Estrogen preconditioning: A promising strategy to reduce inflammation in the ischemic brain.

During the premenopausal phase of a woman's life, estrogen naturally protects against ischemic brain damage and its debilitating consequence of cognitive decline. However, the decline in estrogen at menopause exponentially increases a women's risk for cerebral ischemia and its severity. Supplementation of estrogen during menopause is the most logical solution to abate this increased risk for cerebral ischemia; however, continuous therapy has proven to be contraindicative. Studies from our laboratory over the past decade have shown that a single bolus or long-term periodic 17β-estradiol treatment(s) two days prior to ischemia mimics ischemic preconditioning-conferred protection of the brain in ovariectomized or reproductively senescent female rats. These studies also demonstrated that 17β-estradiol-induced preconditioning (EPC) requires estrogen receptor (ER)-subtype beta (ER-β) activation. ER-β is expressed throughout the brain, including in the hippocampus, which plays a key role in learning and memory.
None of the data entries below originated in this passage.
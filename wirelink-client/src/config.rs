//! Transport and per-call configuration.

use prometheus::Registry;
use std::net::SocketAddr;
use std::path::PathBuf;
use std::time::Duration;
use wirelink_protocol::{Compression, DEFAULT_MIN_COMPRESSION_BYTES};

/// Default admission budget for in-flight payload bytes (32 MiB).
pub const DEFAULT_MEMORY_BUDGET_BYTES: usize = 32 * 1024 * 1024;

/// TLS credentials for the connection.
#[derive(Debug, Clone, Default)]
pub struct TlsClientConfig {
    /// Path to PEM-encoded CA certificate(s) for server verification.
    /// If None, the bundled web PKI roots are used.
    pub ca_cert_path: Option<PathBuf>,
    /// Path to PEM-encoded client certificate (for mTLS).
    pub client_cert_path: Option<PathBuf>,
    /// Path to PEM-encoded client private key (for mTLS).
    pub client_key_path: Option<PathBuf>,
    /// Skip server certificate verification (INSECURE - development only).
    pub insecure: bool,
}

impl TlsClientConfig {
    pub fn new() -> Self {
        Self::default()
    }

    pub fn with_ca_cert(mut self, path: impl Into<PathBuf>) -> Self {
        self.ca_cert_path = Some(path.into());
        self
    }

    pub fn with_client_cert(
        mut self,
        cert_path: impl Into<PathBuf>,
        key_path: impl Into<PathBuf>,
    ) -> Self {
        self.client_cert_path = Some(cert_path.into());
        self.client_key_path = Some(key_path.into());
        self
    }

    pub fn with_insecure(mut self) -> Self {
        self.insecure = true;
        self
    }
}

/// Transport construction parameters.
#[derive(Clone)]
pub struct TransportConfiguration {
    /// Server endpoint.
    pub server_addr: SocketAddr,
    /// TLS credentials; absence means plaintext TCP.
    pub credentials: Option<TlsClientConfig>,
    /// Optional server name indication (SNI) override for the TLS handshake.
    /// Used only when credentials are present.
    pub tls_sni_hostname: Option<String>,
    /// Suppress probe registration with the metrics registry.
    pub disable_metrics: bool,
    /// Host-supplied registry the probe publishes into.
    pub metrics_registry: Option<Registry>,
    /// Admission ceiling for in-flight payload bytes.
    pub memory_budget_bytes: usize,
    /// Connection establishment timeout.
    pub connect_timeout: Duration,
}

impl std::fmt::Debug for TransportConfiguration {
    fn fmt(&self, f: &mut std::fmt::Formatter<'_>) -> std::fmt::Result {
        f.debug_struct("TransportConfiguration")
            .field("server_addr", &self.server_addr)
            .field("tls", &self.credentials.is_some())
            .field("tls_sni_hostname", &self.tls_sni_hostname)
            .field("disable_metrics", &self.disable_metrics)
            .field("memory_budget_bytes", &self.memory_budget_bytes)
            .field("connect_timeout", &self.connect_timeout)
            .finish()
    }
}

impl TransportConfiguration {
    pub fn new(server_addr: SocketAddr) -> Self {
        Self {
            server_addr,
            credentials: None,
            tls_sni_hostname: None,
            disable_metrics: false,
            metrics_registry: None,
            memory_budget_bytes: DEFAULT_MEMORY_BUDGET_BYTES,
            connect_timeout: Duration::from_secs(10),
        }
    }

    pub fn with_credentials(mut self, credentials: TlsClientConfig) -> Self {
        self.credentials = Some(credentials);
        self
    }

    pub fn with_tls_sni_hostname(mut self, hostname: impl Into<String>) -> Self {
        self.tls_sni_hostname = Some(hostname.into());
        self
    }

    pub fn with_disabled_metrics(mut self) -> Self {
        self.disable_metrics = true;
        self
    }

    pub fn with_metrics_registry(mut self, registry: Registry) -> Self {
        self.metrics_registry = Some(registry);
        self
    }

    pub fn with_memory_budget_bytes(mut self, bytes: usize) -> Self {
        self.memory_budget_bytes = bytes.max(1);
        self
    }

    pub fn with_connect_timeout(mut self, timeout: Duration) -> Self {
        self.connect_timeout = timeout;
        self
    }
}

/// Per-call options.
#[derive(Debug, Clone, Copy)]
pub struct ClientOpts {
    /// Deadline covering admission and the response wait.
    pub timeout: Duration,
    /// Payload compression codec.
    pub compression: Compression,
    /// Payloads shorter than this are sent uncompressed.
    pub min_compression_bytes: usize,
}

impl Default for ClientOpts {
    fn default() -> Self {
        Self {
            timeout: Duration::from_secs(30),
            compression: Compression::None,
            min_compression_bytes: DEFAULT_MIN_COMPRESSION_BYTES,
        }
    }
}

impl ClientOpts {
    pub fn with_timeout(mut self, timeout: Duration) -> Self {
        self.timeout = timeout;
        self
    }

    pub fn with_compression(mut self, compression: Compression) -> Self {
        self.compression = compression;
        self
    }

    pub fn with_min_compression_bytes(mut self, bytes: usize) -> Self {
        self.min_compression_bytes = bytes;
        self
    }
}
//! Client composition over protocol facades.

use crate::config::TransportConfiguration;
use crate::error::ClientError;
use crate::transport::Transport;
use std::net::SocketAddr;

/// A typed protocol surface bound to a borrowed transport.
///
/// Facades never own the transport: they are constructed after it, borrow it
/// for their lifetime, and cannot outlive the [`Client`] that owns it. Many
/// facades may share one transport.
pub trait ProtocolClient<'t>: Sized {
    fn attach(transport: &'t Transport) -> Self;
}

/// Owns one transport and hands out protocol facades over it.
///
/// The client itself exposes only lifecycle operations; all typed methods
/// live on the facades.
pub struct Client {
    transport: Transport,
}

impl Client {
    pub fn new(config: TransportConfiguration) -> Result<Self, ClientError> {
        Ok(Self {
            transport: Transport::new(config)?,
        })
    }

    /// Constructs a facade borrowing this client's transport.
    pub fn protocol<'t, P: ProtocolClient<'t>>(&'t self) -> P {
        P::attach(&self.transport)
    }

    pub async fn connect(&self) -> Result<(), ClientError> {
        self.transport.connect().await
    }

    pub async fn stop(&self) {
        self.transport.stop().await
    }

    pub fn shutdown(&self) {
        self.transport.shutdown()
    }

    pub fn is_valid(&self) -> bool {
        self.transport.is_valid()
    }

    pub fn server_address(&self) -> SocketAddr {
        self.transport.server_address()
    }
}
Because periodic activation of ER-β mitigates post-ischemic cognitive decline in ovariectomized female rats, it can be surmised that EPC has the potential to reduce post-ischemic damage and cognitive decline in females. Estrogens are key anti-inflammatory agents; therefore this review discusses the effects of EPC on the inflammasome. Furthermore, as we now clearly know, the brain acts differently in males and females. Indeed, neurodegenerative diseases, including cerebral ischemia, and pharmacological drugs affect males and females in different ways. Thus, inasmuch as the National Institutes of Health and the Stroke Treatment Academic Industry Roundtable (STAIR) consortium mandate inclusion of female experimental animals, this review also discusses the need to close the gap in our knowledge in future studies of EPC in female animal models of cerebral ischemia.